• _Task instructions_: Where a line of the records contains the word "usize", show that line.

(Dataset entries)
—————

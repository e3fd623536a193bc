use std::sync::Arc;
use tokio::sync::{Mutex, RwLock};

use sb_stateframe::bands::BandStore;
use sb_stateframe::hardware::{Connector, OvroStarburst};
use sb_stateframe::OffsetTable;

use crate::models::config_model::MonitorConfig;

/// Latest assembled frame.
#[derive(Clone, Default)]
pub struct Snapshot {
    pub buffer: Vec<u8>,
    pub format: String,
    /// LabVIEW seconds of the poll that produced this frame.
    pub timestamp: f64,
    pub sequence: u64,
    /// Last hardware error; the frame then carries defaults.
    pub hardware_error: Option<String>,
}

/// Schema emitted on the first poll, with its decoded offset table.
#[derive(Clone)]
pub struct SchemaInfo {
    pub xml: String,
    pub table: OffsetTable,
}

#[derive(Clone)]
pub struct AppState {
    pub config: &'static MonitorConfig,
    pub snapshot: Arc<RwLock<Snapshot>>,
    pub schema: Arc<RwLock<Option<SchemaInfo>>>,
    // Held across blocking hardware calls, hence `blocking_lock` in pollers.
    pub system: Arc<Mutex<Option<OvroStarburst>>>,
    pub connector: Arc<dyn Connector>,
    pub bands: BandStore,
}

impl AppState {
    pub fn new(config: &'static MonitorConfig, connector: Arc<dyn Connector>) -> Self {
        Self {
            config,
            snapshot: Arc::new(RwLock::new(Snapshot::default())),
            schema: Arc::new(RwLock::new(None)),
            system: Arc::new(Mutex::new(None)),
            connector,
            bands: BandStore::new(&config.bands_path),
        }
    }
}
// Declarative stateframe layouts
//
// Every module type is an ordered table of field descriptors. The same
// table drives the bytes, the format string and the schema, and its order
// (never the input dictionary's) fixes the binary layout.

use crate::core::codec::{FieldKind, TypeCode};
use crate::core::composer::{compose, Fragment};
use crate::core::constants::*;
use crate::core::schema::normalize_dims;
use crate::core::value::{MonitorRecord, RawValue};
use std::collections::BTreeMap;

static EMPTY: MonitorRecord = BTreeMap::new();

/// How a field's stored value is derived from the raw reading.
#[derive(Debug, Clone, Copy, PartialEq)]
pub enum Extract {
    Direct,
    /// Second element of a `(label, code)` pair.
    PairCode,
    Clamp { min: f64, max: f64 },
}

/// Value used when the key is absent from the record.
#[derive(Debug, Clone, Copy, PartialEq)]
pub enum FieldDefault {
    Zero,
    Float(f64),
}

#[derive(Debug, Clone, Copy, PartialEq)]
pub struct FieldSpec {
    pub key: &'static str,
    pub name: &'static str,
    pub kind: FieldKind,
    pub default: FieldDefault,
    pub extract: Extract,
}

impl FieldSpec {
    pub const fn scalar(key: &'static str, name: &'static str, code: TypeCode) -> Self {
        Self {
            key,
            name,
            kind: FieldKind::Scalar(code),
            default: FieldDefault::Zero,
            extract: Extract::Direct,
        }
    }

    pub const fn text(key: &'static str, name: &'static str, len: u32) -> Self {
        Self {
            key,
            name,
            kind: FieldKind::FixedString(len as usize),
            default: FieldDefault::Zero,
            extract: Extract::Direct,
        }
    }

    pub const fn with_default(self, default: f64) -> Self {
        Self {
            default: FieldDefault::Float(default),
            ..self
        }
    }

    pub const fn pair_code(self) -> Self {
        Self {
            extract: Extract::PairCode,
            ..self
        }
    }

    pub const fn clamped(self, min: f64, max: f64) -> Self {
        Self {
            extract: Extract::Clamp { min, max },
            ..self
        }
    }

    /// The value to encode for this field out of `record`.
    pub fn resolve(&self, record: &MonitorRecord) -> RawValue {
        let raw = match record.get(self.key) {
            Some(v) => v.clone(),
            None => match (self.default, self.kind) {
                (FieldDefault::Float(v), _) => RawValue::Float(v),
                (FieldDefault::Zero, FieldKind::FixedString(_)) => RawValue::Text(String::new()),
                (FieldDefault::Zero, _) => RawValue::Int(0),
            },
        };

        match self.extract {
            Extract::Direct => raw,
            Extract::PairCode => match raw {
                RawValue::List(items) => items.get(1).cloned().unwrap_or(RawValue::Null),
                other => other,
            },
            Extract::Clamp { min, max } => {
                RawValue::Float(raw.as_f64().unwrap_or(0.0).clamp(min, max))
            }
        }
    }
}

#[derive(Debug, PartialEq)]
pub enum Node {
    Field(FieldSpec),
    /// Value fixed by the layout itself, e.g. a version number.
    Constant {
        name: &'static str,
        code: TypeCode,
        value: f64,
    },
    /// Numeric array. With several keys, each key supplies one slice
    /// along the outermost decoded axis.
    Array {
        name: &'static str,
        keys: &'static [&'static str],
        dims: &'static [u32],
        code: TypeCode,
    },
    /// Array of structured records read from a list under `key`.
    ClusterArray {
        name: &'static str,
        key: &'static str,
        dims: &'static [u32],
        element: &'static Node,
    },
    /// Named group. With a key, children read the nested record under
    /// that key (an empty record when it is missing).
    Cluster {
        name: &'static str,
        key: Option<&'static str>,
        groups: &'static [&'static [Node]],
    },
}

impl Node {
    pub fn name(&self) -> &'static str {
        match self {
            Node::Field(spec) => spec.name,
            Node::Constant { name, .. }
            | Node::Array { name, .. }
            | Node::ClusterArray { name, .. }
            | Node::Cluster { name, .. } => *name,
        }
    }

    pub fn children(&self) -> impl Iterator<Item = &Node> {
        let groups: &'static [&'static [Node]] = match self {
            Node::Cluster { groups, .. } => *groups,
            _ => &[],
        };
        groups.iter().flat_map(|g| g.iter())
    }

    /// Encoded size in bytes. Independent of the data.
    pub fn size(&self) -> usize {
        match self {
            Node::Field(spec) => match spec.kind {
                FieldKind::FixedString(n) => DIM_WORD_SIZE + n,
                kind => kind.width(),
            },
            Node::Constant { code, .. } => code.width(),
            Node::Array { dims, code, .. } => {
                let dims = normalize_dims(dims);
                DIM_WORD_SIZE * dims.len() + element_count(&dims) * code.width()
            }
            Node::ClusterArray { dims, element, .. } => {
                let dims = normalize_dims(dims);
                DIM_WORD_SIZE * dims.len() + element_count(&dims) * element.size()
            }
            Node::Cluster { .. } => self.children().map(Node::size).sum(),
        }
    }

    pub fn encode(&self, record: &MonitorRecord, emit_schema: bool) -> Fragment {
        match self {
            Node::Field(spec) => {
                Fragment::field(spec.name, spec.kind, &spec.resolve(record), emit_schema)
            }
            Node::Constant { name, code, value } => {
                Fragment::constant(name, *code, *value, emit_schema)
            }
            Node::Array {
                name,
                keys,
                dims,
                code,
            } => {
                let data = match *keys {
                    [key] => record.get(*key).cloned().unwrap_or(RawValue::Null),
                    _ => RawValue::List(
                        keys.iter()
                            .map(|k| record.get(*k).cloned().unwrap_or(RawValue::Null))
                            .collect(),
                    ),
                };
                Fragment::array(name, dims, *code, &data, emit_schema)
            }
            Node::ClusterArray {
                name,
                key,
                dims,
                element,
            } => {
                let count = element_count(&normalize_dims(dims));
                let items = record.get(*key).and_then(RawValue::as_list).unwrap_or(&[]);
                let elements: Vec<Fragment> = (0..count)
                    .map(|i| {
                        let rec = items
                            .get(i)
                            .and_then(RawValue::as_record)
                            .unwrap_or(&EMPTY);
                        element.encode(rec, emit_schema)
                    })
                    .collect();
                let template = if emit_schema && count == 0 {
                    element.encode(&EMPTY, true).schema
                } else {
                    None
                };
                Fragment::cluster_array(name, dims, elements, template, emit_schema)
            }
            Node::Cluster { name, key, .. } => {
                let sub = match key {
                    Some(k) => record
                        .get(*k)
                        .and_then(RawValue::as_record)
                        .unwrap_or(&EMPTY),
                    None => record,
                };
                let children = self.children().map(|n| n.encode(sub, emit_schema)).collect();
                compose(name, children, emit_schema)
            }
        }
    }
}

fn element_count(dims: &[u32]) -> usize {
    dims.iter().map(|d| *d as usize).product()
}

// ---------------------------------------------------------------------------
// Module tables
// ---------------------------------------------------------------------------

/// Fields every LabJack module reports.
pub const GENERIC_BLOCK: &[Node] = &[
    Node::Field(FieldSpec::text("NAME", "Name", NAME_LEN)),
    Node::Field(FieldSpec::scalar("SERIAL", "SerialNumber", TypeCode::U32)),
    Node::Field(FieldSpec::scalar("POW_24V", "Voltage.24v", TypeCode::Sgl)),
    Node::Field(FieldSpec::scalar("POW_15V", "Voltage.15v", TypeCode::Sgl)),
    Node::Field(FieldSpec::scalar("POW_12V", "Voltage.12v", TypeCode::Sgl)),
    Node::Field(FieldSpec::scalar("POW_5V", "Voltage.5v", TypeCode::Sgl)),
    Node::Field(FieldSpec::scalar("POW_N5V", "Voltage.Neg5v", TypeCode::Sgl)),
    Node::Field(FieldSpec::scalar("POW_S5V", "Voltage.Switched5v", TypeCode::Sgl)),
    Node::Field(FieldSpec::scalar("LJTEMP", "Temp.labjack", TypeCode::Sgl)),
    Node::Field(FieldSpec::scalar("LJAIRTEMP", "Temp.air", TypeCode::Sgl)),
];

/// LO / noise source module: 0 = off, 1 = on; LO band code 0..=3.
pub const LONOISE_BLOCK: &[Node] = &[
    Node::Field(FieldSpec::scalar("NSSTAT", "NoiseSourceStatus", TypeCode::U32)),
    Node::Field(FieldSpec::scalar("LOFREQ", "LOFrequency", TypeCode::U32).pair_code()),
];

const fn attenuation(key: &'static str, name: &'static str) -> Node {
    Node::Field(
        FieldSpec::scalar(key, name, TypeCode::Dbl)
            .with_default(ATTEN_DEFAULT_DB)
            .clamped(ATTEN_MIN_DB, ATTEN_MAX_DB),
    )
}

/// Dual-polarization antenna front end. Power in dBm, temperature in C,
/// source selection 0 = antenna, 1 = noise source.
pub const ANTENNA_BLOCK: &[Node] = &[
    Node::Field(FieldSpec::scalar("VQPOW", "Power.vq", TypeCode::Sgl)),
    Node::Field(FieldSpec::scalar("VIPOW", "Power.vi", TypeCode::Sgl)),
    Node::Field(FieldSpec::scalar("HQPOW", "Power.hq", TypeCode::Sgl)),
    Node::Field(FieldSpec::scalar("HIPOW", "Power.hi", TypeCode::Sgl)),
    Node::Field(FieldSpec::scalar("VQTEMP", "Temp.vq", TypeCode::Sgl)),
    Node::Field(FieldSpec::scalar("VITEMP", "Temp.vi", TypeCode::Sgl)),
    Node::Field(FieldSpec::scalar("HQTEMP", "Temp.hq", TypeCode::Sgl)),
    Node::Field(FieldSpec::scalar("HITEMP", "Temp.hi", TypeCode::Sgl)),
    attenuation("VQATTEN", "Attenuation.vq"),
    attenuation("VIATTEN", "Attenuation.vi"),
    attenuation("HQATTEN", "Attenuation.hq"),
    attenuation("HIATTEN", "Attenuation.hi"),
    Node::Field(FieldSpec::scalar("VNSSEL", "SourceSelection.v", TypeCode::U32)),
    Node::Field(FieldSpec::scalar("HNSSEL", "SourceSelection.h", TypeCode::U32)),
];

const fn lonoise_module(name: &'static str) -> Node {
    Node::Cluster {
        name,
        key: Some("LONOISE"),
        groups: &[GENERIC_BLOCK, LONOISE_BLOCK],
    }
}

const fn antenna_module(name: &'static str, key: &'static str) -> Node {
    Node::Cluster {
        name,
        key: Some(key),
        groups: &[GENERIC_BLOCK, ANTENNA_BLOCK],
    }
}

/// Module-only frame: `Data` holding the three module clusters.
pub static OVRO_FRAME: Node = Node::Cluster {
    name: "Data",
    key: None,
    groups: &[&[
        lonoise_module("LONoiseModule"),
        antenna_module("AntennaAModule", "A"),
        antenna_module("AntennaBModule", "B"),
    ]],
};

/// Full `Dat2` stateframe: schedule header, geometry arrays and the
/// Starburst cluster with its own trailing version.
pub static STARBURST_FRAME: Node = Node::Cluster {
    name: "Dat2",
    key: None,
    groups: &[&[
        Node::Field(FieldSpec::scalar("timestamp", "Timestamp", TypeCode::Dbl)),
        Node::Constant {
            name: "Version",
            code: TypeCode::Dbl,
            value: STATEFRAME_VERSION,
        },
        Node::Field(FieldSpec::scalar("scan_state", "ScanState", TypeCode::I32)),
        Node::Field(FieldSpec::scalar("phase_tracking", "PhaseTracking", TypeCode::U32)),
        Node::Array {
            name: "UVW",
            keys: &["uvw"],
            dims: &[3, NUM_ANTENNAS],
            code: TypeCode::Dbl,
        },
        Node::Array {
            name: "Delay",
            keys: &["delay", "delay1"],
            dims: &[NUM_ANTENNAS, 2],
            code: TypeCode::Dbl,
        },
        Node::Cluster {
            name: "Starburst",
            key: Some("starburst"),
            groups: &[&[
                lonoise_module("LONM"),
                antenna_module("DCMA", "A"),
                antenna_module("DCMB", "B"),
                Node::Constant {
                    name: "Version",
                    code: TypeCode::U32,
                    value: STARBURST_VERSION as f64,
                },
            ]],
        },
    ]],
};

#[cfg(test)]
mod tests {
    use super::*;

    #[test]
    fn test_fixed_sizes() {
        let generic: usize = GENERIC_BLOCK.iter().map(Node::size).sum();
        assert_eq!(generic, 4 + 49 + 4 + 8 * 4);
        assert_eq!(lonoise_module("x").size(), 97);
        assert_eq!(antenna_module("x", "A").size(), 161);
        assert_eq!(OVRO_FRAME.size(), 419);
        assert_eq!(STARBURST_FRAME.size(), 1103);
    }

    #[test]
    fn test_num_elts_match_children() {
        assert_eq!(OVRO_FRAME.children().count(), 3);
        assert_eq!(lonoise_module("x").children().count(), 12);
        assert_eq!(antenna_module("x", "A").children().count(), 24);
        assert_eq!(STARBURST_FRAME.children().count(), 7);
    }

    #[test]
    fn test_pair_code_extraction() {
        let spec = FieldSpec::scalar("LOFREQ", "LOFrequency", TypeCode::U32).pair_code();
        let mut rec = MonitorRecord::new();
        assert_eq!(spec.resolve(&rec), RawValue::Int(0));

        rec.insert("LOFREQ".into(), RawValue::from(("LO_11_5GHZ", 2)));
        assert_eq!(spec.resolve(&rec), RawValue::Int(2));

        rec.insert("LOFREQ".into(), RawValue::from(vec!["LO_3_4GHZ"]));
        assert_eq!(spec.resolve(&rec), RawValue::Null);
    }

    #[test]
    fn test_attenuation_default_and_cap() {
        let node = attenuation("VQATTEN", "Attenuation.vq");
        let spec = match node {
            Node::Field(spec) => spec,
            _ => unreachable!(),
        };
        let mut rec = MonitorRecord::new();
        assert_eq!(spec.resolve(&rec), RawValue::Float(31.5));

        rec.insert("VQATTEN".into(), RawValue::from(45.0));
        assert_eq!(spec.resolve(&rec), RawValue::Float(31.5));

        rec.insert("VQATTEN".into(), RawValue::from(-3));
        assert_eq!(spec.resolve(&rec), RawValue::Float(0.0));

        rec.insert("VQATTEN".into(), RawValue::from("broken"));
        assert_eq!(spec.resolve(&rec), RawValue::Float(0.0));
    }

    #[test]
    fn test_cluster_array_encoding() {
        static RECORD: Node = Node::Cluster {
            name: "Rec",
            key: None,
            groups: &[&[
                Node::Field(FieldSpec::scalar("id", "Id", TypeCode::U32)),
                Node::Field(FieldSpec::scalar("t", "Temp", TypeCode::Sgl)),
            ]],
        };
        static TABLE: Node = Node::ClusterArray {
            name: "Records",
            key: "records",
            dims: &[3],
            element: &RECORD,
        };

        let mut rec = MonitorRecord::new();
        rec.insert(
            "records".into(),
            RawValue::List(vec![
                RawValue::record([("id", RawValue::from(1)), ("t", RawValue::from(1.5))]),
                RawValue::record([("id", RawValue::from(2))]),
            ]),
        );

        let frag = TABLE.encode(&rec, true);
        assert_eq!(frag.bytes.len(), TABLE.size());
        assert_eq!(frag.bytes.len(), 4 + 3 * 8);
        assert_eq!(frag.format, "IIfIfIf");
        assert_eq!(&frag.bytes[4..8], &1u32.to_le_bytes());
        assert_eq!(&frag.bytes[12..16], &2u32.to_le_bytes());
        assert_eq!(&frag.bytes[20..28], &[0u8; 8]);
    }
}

—————

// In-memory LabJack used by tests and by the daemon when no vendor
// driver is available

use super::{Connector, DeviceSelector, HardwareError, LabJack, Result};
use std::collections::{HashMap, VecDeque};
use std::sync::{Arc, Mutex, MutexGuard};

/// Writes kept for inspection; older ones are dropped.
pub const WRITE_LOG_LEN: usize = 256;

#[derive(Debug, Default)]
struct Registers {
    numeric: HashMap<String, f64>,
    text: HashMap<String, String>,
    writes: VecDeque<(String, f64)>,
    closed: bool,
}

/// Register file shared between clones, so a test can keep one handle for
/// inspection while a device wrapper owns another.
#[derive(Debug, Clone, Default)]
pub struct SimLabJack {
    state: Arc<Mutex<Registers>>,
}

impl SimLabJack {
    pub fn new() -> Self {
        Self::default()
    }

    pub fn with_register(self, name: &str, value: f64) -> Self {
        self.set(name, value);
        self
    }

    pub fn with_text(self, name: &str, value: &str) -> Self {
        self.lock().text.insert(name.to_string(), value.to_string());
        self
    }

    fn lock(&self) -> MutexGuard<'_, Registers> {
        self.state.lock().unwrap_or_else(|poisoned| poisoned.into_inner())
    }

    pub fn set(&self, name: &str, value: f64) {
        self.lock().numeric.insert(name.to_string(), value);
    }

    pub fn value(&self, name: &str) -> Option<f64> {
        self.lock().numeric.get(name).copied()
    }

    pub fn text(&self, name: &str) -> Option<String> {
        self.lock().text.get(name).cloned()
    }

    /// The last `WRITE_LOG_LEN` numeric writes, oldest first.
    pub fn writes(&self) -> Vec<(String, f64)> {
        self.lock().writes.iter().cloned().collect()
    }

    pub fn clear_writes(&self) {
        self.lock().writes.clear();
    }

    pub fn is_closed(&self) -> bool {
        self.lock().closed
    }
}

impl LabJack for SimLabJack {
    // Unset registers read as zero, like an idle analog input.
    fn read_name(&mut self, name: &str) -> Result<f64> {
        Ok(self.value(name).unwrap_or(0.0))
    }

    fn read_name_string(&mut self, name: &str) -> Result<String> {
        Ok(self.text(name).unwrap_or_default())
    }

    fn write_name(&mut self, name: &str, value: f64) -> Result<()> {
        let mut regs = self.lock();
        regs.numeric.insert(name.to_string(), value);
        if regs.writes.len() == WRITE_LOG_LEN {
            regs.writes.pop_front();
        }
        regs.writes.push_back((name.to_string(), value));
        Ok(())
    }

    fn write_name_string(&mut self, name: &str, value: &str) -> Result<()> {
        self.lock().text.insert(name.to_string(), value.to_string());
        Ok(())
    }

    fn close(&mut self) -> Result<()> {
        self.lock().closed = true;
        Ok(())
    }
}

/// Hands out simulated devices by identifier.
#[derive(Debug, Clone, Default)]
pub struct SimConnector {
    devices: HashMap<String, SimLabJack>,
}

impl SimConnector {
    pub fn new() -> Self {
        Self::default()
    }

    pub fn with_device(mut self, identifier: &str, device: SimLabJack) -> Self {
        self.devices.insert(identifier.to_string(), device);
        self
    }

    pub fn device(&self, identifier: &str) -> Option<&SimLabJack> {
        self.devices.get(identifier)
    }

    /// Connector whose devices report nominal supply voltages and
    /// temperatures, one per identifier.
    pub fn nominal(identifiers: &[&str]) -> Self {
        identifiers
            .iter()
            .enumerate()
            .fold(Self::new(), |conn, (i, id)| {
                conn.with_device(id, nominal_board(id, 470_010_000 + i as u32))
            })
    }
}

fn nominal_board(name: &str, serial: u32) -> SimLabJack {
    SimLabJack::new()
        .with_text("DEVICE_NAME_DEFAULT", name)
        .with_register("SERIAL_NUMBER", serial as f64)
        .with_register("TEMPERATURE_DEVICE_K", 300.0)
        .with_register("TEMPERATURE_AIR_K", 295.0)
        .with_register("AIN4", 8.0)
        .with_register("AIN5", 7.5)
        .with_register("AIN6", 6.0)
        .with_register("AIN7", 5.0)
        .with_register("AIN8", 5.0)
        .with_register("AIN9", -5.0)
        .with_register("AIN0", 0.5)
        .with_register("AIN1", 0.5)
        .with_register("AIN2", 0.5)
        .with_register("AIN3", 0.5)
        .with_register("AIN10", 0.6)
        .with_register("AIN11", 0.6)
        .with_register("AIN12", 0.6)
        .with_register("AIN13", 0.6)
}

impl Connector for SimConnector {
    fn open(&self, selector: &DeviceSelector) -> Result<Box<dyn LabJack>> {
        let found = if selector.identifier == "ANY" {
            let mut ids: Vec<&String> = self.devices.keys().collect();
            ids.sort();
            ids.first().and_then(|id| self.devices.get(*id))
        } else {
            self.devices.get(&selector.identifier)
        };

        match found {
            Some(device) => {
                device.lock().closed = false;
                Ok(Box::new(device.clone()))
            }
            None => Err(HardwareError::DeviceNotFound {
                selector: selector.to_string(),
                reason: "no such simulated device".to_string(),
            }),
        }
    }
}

—————

• _Answer below_:
            kind: FieldKind::FixedString(len as usize),
    pub fn size(&self) -> usize {
fn element_count(dims: &[u32]) -> usize {
    dims.iter().map(|d| *d as usize).product()
        let generic: usize = GENERIC_BLOCK.iter().map(Node::size).sum();
pub const WRITE_LOG_LEN: usize = 256;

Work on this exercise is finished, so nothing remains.